Je remarquai alors un drôle de chaland qui portait un chapeau avec une plume verte. Il semblait faire une tâche de couleur au milieu des autres qui évoluaient en noir et blanc, mais personne, à part moi, ne semblait remarquer sa singularité. je lui demandai :

- Excusez-moi, pourriez vous m'indiquer où est la place de l'Etoile s'il- vous-plait?

L'homme sembla surpris par ma demande. Après un petit instant, il répondit d'une voix teintée d'un accent dont je ne sus déceler l'origine:

- La place de l'étoile? Mais... dans le ciel, voyons! Mon ami! Où voulez-vous qu'elle soit? Mais permettez que je présente... Alfred Lapalace, je suis représentant en scoubidous.
- Ah oui, fis-je intrigué, en scoubidous? Ces fils en couleurs qu'on entortille?
- C'est cela même. Mais il faut pas être mou du doigt. Seriez-vous un amateur?
- J'ai dû jouer à ça quand j'étais môme, je pensais, pour tout vous dire que c'était passé de mode.
- C'est exact jeune homme. Sur terre en tous cas.
- Ah! Tiens donc! Et où les vendez-vous donc? Demandai-je de plus en plus amusé.
- Mais... sur Alpha du Centaure! Répondit-il avec une certaine fierté. Je suis le représentant exclusif du scoubidou pour toute cette partie de la galaxie.

J’ai réalisé que j’avais là à faire à un drôle d’oiseau, mais il semblait particulièrement inoffensif, et je décidai de jouer le jeu :

- et... les affaires vont bien?
- C'est un peu mou du ventre en ce moment, c'est pour ça que j'ai pris une petite année sabbatique. Imaginez... Ca fait cent cinquante ans que je n'avais pas revu Paris.
-Ca a dû vous paraître changé? Fis-je, finalement ravi par les propos du bonhomme qui faisaient joyeusement dérailler le train-train du quotidien.
- C'est pas que je sois mou de la mémoire, mais il y a certains quartiers que j'ai effectivement du mal à reconnaître.
- Et, vous comptez rester longtemps dans la capitale?
- Oh... je vais, je viens, en fait, je cherche la poule aux dents bleues.
- Ah oui... heu...pourquoi?
- Parce qu'elle a croqué ma jeunesse.
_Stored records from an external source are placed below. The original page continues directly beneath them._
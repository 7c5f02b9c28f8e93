use alloy::primitives::TxHash;
use futures::{StreamExt, stream};
use tracing::{info, warn};

use super::{normalize::normalize, types::SaleEntity};
use crate::{
    error::{EventErrorKind, RunError, SaleError},
    provider::ProviderConfig,
    service::{ChainAccessor, MemoizedMetadata, MetadataResolver, PriceResolver, Sink},
    types::RawTradeEvent,
};

/// Outcome of one [`SaleExtractor::run`].
#[derive(Debug, Default)]
pub struct RunReport {
    /// Sales accepted by the sink, in event order.
    pub sales: Vec<SaleEntity>,

    /// Transactions whose order fill had no correlatable NFT transfer.
    pub skipped: Vec<TxHash>,

    /// Events that failed, the rest of the run is unaffected.
    pub failed: Vec<SaleError>,
}

impl RunReport {
    pub fn processed(&self) -> usize {
        self.sales.len() + self.skipped.len() + self.failed.len()
    }
}

/// Runs trade events of one provider through correlation and
/// normalization, handing the resulting sales to a [`Sink`].
#[derive(Debug)]
pub struct SaleExtractor<C, M, P> {
    config: ProviderConfig,
    chain: C,
    metadata: MemoizedMetadata<M>,
    prices: P,
}

impl<C, M, P> SaleExtractor<C, M, P>
where
    C: ChainAccessor,
    M: MetadataResolver,
    P: PriceResolver,
{
    pub fn new(config: ProviderConfig, chain: C, metadata: M, prices: P) -> Self {
        Self {
            config,
            chain,
            metadata: MemoizedMetadata::new(metadata),
            prices,
        }
    }

    pub fn config(&self) -> &ProviderConfig {
        &self.config
    }

    pub fn chain(&self) -> &C {
        &self.chain
    }

    /// Normalizes a single event, `Ok(None)` if it produces no sale.
    pub async fn process(&self, event: &RawTradeEvent) -> Result<Option<SaleEntity>, SaleError> {
        let metadata = self
            .metadata
            .symbol(self.config.native_token(), self.config.protocol())
            .await
            .map_err(|e| {
                SaleError::new(
                    self.config.name(),
                    event.tx_hash(),
                    event.block_number(),
                    EventErrorKind::Metadata(e),
                )
            })?;
        normalize(event, &self.config, metadata, &self.chain, &self.prices).await
    }

    /// Processes `events` with up to `scan_chunk_size` in flight and
    /// forwards every sale to `sink`.
    ///
    /// Token metadata is resolved once per run. Failing events are
    /// collected in the report and never abort the run, only a metadata
    /// lookup failure does.
    pub async fn run<S: Sink>(
        &self,
        events: impl IntoIterator<Item = RawTradeEvent>,
        sink: &S,
    ) -> Result<RunReport, RunError> {
        let provider = self.config.name();
        self.metadata.clear();
        let metadata = self
            .metadata
            .symbol(self.config.native_token(), self.config.protocol())
            .await
            .map_err(|source| RunError::Metadata {
                provider: provider.to_string(),
                symbol: self.config.native_token().to_string(),
                source,
            })?;
        if metadata.is_none() {
            warn!(
                provider,
                symbol = self.config.native_token(),
                protocol = self.config.protocol(),
                "no token metadata, fiat prices will be omitted"
            );
        }

        let events: Vec<_> = events.into_iter().collect();
        let concurrency = self.config.scan_chunk_size().max(1);
        let mut outcomes = stream::iter(&events)
            .map(|event| async move {
                let outcome =
                    normalize(event, &self.config, metadata, &self.chain, &self.prices).await;
                (event, outcome)
            })
            .buffered(concurrency);

        let mut report = RunReport::default();
        while let Some((event, outcome)) = outcomes.next().await {
            match outcome {
                Ok(Some(sale)) => match sink.add(sale).await {
                    Ok(sale) => report.sales.push(sale),
                    Err(e) => {
                        let err = SaleError::new(
                            provider,
                            event.tx_hash(),
                            event.block_number(),
                            EventErrorKind::Sink(e),
                        );
                        warn!(%err, "failed to store sale");
                        report.failed.push(err);
                    }
                },
                Ok(None) => {
                    warn!(provider, tx_hash = %event.tx_hash(), "order fill without NFT transfer, skipping");
                    report.skipped.push(event.tx_hash());
                }
                Err(err) => {
                    warn!(%err, retryable = err.is_retryable(), "failed to extract sale");
                    report.failed.push(err);
                }
            }
        }

        info!(
            provider,
            events = events.len(),
            sales = report.sales.len(),
            skipped = report.skipped.len(),
            failed = report.failed.len(),
            "extraction run finished"
        );
        Ok(report)
    }
}

#[cfg(test)]
mod tests {
    use alloy::primitives::{Address, U256, address, b256};
    use fastnum::udec256;

    use super::*;
    use crate::{
        error::ServiceError,
        testing::{MemorySink, TestChain, TestMetadata, TestPrices, marker_log, transfer_log},
    };

    const NFT: Address = address!("0x00000000000000000000000000000000000000ff");

    fn event(block_number: u64, tx_hash: TxHash) -> RawTradeEvent {
        RawTradeEvent::new(
            block_number,
            tx_hash,
            0,
            U256::from(1_000_000_000_000_000_000u128),
            address!("0x0000000000000000000000000000000000000001"),
            address!("0x0000000000000000000000000000000000000002"),
            U256::ZERO,
        )
    }

    fn tx(byte: u8) -> TxHash {
        TxHash::repeat_byte(byte)
    }

    fn extractor(
        chain: TestChain,
        metadata: TestMetadata,
    ) -> SaleExtractor<TestChain, TestMetadata, TestPrices> {
        SaleExtractor::new(
            ProviderConfig::golom(),
            chain,
            metadata,
            TestPrices::fixed(udec256!(2000)),
        )
    }

    #[tokio::test]
    async fn test_run_isolates_failures() {
        let chain = TestChain::default();
        for (block, byte) in [(10, 1), (11, 2), (12, 3)] {
            chain.add_block(block, 1654000000 + block);
            if byte != 2 {
                chain.add_receipt(tx(byte), vec![transfer_log(0, NFT, byte.into()), marker_log(1)]);
            }
        }
        let extractor = extractor(chain, TestMetadata::new().with("eth", "ethereum", 18));
        let sink = MemorySink::default();

        let report = extractor
            .run(
                vec![event(10, tx(1)), event(11, tx(2)), event(12, tx(3))],
                &sink,
            )
            .await
            .unwrap();

        assert_eq!(report.processed(), 3);
        assert_eq!(report.sales.len(), 2);
        assert_eq!(report.failed.len(), 1);
        assert_eq!(report.failed[0].tx_hash, tx(2));
        assert!(matches!(report.failed[0].kind, EventErrorKind::ReceiptUnavailable));
        assert_eq!(sink.sales(), report.sales);
        assert_eq!(report.sales[0].transaction_hash, tx(1));
        assert_eq!(report.sales[1].transaction_hash, tx(3));
    }

    #[tokio::test]
    async fn test_run_skips_fills_without_transfer() {
        let chain = TestChain::default();
        chain.add_block(10, 1654000000);
        chain.add_receipt(tx(1), vec![transfer_log(0, NFT, 1)]);
        let extractor = extractor(chain, TestMetadata::new().with("eth", "ethereum", 18));
        let sink = MemorySink::default();

        let report = extractor.run(vec![event(10, tx(1))], &sink).await.unwrap();
        assert!(report.sales.is_empty());
        assert_eq!(report.skipped, vec![tx(1)]);
        assert!(sink.sales().is_empty());
    }

    #[tokio::test]
    async fn test_run_resolves_metadata_once() {
        let chain = TestChain::default();
        for byte in 1..=4u8 {
            chain.add_block(byte.into(), 1654000000);
            chain.add_receipt(tx(byte), vec![transfer_log(0, NFT, byte.into()), marker_log(1)]);
        }
        let extractor = extractor(chain, TestMetadata::new().with("eth", "ethereum", 18));
        let sink = MemorySink::default();
        let events: Vec<_> = (1..=4u8).map(|b| event(b.into(), tx(b))).collect();

        let report = extractor.run(events.clone(), &sink).await.unwrap();
        assert_eq!(report.sales.len(), 4);
        assert_eq!(extractor.metadata.inner().calls(), 1);

        extractor.run(events, &sink).await.unwrap();
        assert_eq!(extractor.metadata.inner().calls(), 2);
    }

    #[tokio::test]
    async fn test_run_without_metadata_omits_fiat_price() {
        let chain = TestChain::default();
        chain.add_block(10, 1654000000);
        chain.add_receipt(tx(1), vec![transfer_log(0, NFT, 1), marker_log(1)]);
        let extractor = extractor(chain, TestMetadata::new());

        let report = extractor
            .run(vec![event(10, tx(1))], &MemorySink::default())
            .await
            .unwrap();
        assert_eq!(report.sales[0].price_usd, None);
        assert_eq!(report.sales[0].price, udec256!(1000000000000000000));
    }

    #[tokio::test]
    async fn test_run_aborts_on_metadata_failure() {
        let extractor = extractor(
            TestChain::default(),
            TestMetadata::failing(ServiceError::Unavailable("metadata".to_string())),
        );
        let err = extractor
            .run(vec![event(10, tx(1))], &MemorySink::default())
            .await
            .unwrap_err();
        assert!(matches!(err, RunError::Metadata { ref symbol, .. } if symbol == "eth"));
    }

    #[tokio::test]
    async fn test_run_records_sink_failures() {
        let chain = TestChain::default();
        chain.add_block(10, 1654000000);
        chain.add_receipt(tx(1), vec![transfer_log(0, NFT, 1), marker_log(1)]);
        let extractor = extractor(chain, TestMetadata::new().with("eth", "ethereum", 18));
        let sink = MemorySink::failing(ServiceError::Transport("db down".to_string()));

        let report = extractor.run(vec![event(10, tx(1))], &sink).await.unwrap();
        assert!(report.sales.is_empty());
        assert_eq!(report.failed.len(), 1);
        assert!(matches!(report.failed[0].kind, EventErrorKind::Sink(_)));
        assert!(report.failed[0].is_retryable());
    }

    #[tokio::test]
    async fn test_process_single_event() {
        let chain = TestChain::default();
        chain.add_block(10, 1654000000);
        chain.add_receipt(
            b256!("0x00000000000000000000000000000000000000000000000000000000000000aa"),
            vec![transfer_log(0, NFT, 5), marker_log(1)],
        );
        let extractor = extractor(chain, TestMetadata::new().with("eth", "ethereum", 18));

        let sale = extractor
            .process(&event(
                10,
                b256!("0x00000000000000000000000000000000000000000000000000000000000000aa"),
            ))
            .await
            .unwrap()
            .unwrap();
        assert_eq!(sale.nft_id, U256::from(5));
        assert_eq!(sale.price_usd, Some(udec256!(2000)));
    }
}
Je les trouvais pourtant jolies ses petites quenottes, le temps de me retourner... hop! Disparue! Depuis, je suis un peu mou du… Enfin, vous voyez de quoi je veux parler ? J'aimerais bien lui dire ma façon de penser. Ah! La garce! Le pire, c'est que je l'aime encore. Vous ne l'auriez pas vue par hasard?
- Heu... non, moi je cherche l'Etoile.
- Ecoutez jeune homme, vous m'êtes sympathique, je suis garé tout près, je vais vous déposer.

Je n'ai jamais fermé ma porte au hasard ou à la curiosité. Il était clair que je me trouvais en présence d’un doux dingue, peut-être pas haut, mais fortement en couleurs. J'acquiesceai donc volontiers à son offre. Après tout, je n'étais pas pressé, et, qui plus est, l'homme m'amusait énormément. Je le suivis donc au travers du dédale de béton jusqu'à ce que nous parvînmes à une passerelle au bout de laquelle se trouvaient les quais de la Seine. Il s'arrêta à côté d'un véhicule orange vif d’une marque que je ne connaissais pas. Elle avait vaguement la forme d’une sorte de grosse Coccinelle. Il y pénétra et m'invita à faire de même.

- J'espère que vous êtes pas mou du coeur? Me demanda-t-il?
- Je suis mou de pas mal de chose, lui dis-je, mais pour le coeur, ça va!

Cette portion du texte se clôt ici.